01 May 2023

Winslow Homer: Working Girls

"He has chosen of the least pictorial features of the least pictorial range of scenery and civilization; he has resolutely treated them as if they were pictorial, as if they were every inch as good as Capri or Tangiers; and to reward his audacity, he has incontestably succeeded." - Henry James on Winslow Homer, from "Some Pictures Lately Exhibited." in Galaxy (July 1875)

I was taken with this farm girl's dress, its orderly rows of white dots dominating the center of the picture. The tools on the wall and the baskets and barrel form a pleasing diagonal line that opens the image out from the young girl at its center. And with what deftness the artist delineates the rooster in the lower right corner.  Fresh Eggs nicely illustrates the decorative quality that appeared in Homer's pictures in the 1870s.
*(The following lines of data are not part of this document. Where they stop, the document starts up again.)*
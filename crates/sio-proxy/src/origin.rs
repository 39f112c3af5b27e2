//! Cross-origin policy for inbound upgrades.
//!
//! The gateway exists so that browsers can reach endpoints their origin
//! policy would otherwise block, so the default allowlist is `["*"]`.
//! Deployments may narrow it to glob patterns.

use thiserror::Error;

/// Allowlist entry that admits every origin.
pub const ANY_ORIGIN: &str = "*";

#[derive(Debug, Error, PartialEq, Eq)]
pub enum OriginRejection {
    #[error("empty Origin header")]
    Malformed,
    #[error("origin '{origin}' is not allowed")]
    NotAllowed { origin: String },
}

/// `*` matches any run of characters, including none. No other wildcards.
fn glob_match(pattern: &str, value: &str) -> bool {
    let mut pieces = pattern.split('*');
    let head = pieces.next().unwrap_or_default();
    let Some(mut rest) = value.strip_prefix(head) else {
        return false;
    };

    let tail: Vec<&str> = pieces.collect();
    let Some((last, middle)) = tail.split_last() else {
        // No wildcard at all.
        return rest.is_empty();
    };

    for piece in middle {
        match rest.find(piece) {
            Some(at) => rest = &rest[at + piece.len()..],
            None => return false,
        }
    }
    rest.ends_with(last)
}

/// Decide whether an upgrade carrying `origin_header` may proceed.
///
/// Requests without an `Origin` header (non-browser clients) are admitted.
pub fn validate_origin(
    origin_header: Option<&str>,
    allowlist: &[String],
) -> Result<(), OriginRejection> {
    if allowlist.iter().any(|p| p == ANY_ORIGIN) {
        return Ok(());
    }
    let origin = match origin_header {
        None => return Ok(()),
        Some("") => return Err(OriginRejection::Malformed),
        Some(origin) => origin,
    };

    if allowlist.iter().any(|pattern| glob_match(pattern, origin)) {
        Ok(())
    } else {
        Err(OriginRejection::NotAllowed {
            origin: origin.to_string(),
        })
    }
}

#[cfg(test)]
mod tests {
    use super::*;

    fn list(items: &[&str]) -> Vec<String> {
        items.iter().map(|s| s.to_string()).collect()
    }

    #[test]
    fn wildcard_admits_everything() {
        let any = list(&["*"]);
        assert!(validate_origin(Some("https://app.example.com"), &any).is_ok());
        assert!(validate_origin(Some(""), &any).is_ok());
        assert!(validate_origin(None, &any).is_ok());
    }

    #[test]
    fn missing_origin_is_admitted() {
        assert!(validate_origin(None, &[]).is_ok());
    }

    #[test]
    fn empty_origin_is_malformed_under_a_narrow_list() {
        let narrow = list(&["https://app.example.com"]);
        assert_eq!(
            validate_origin(Some(""), &narrow),
            Err(OriginRejection::Malformed)
        );
    }

    #[test]
    fn narrow_list_filters_origins() {
        let narrow = list(&["https://*.example.com", "http://localhost:*"]);
        assert!(validate_origin(Some("https://app.example.com"), &narrow).is_ok());
        assert!(validate_origin(Some("http://localhost:5173"), &narrow).is_ok());
        assert_eq!(
            validate_origin(Some("https://evil.com"), &narrow),
            Err(OriginRejection::NotAllowed {
                origin: "https://evil.com".into()
            })
        );
    }

    #[test]
    fn glob_semantics() {
        assert!(glob_match("abc", "abc"));
        assert!(!glob_match("abc", "abcd"));
        assert!(glob_match("abc*", "abc"));
        assert!(glob_match("*.com", ".com"));
        assert!(!glob_match("*.com", "example.org"));
        assert!(glob_match("a*c", "aXYZc"));
        assert!(!glob_match("ab*b", "ab"));
        assert!(glob_match("https://*.example.*", "https://app.example.org"));
        assert!(glob_match("*", ""));
    }
}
Young girls, usually outdoors, working as shepherdesses or dreaming under sheltering trees. Young women, often school teachers, making their way in the post-Civil War world as it slowly opened its doors to female education and independence. Winslow Homer possessed an instinctive sympathy for them all, perhaps influenced by his close relationship with his mother, Henrietta Benson Homer, herself an amateur watercolorist and Homer's first teacher.

Image: Winslow Homer - Fresh Eggs, 1874, watercolor, gouache, and graphite on wove paper, National Gallery of Art, Washington, DC. 

2 comments:

Hels said...

I imagine that lots of women were older and working in harder labour than this beautiful young lady. Even her outfit displayed a colourful and gentle decorative quality that matched her well groomed hairdo. Winslow Homer was very appealing back in the 1870s.

Jane A Librizzi said...

Hels, when Homer eventually moved to Prout's Neck, Maine, his portrayal of the women there was realistic, rather than pastoral. Life on the coast was hard and sometimes dangerous, a far cry from life on a farm.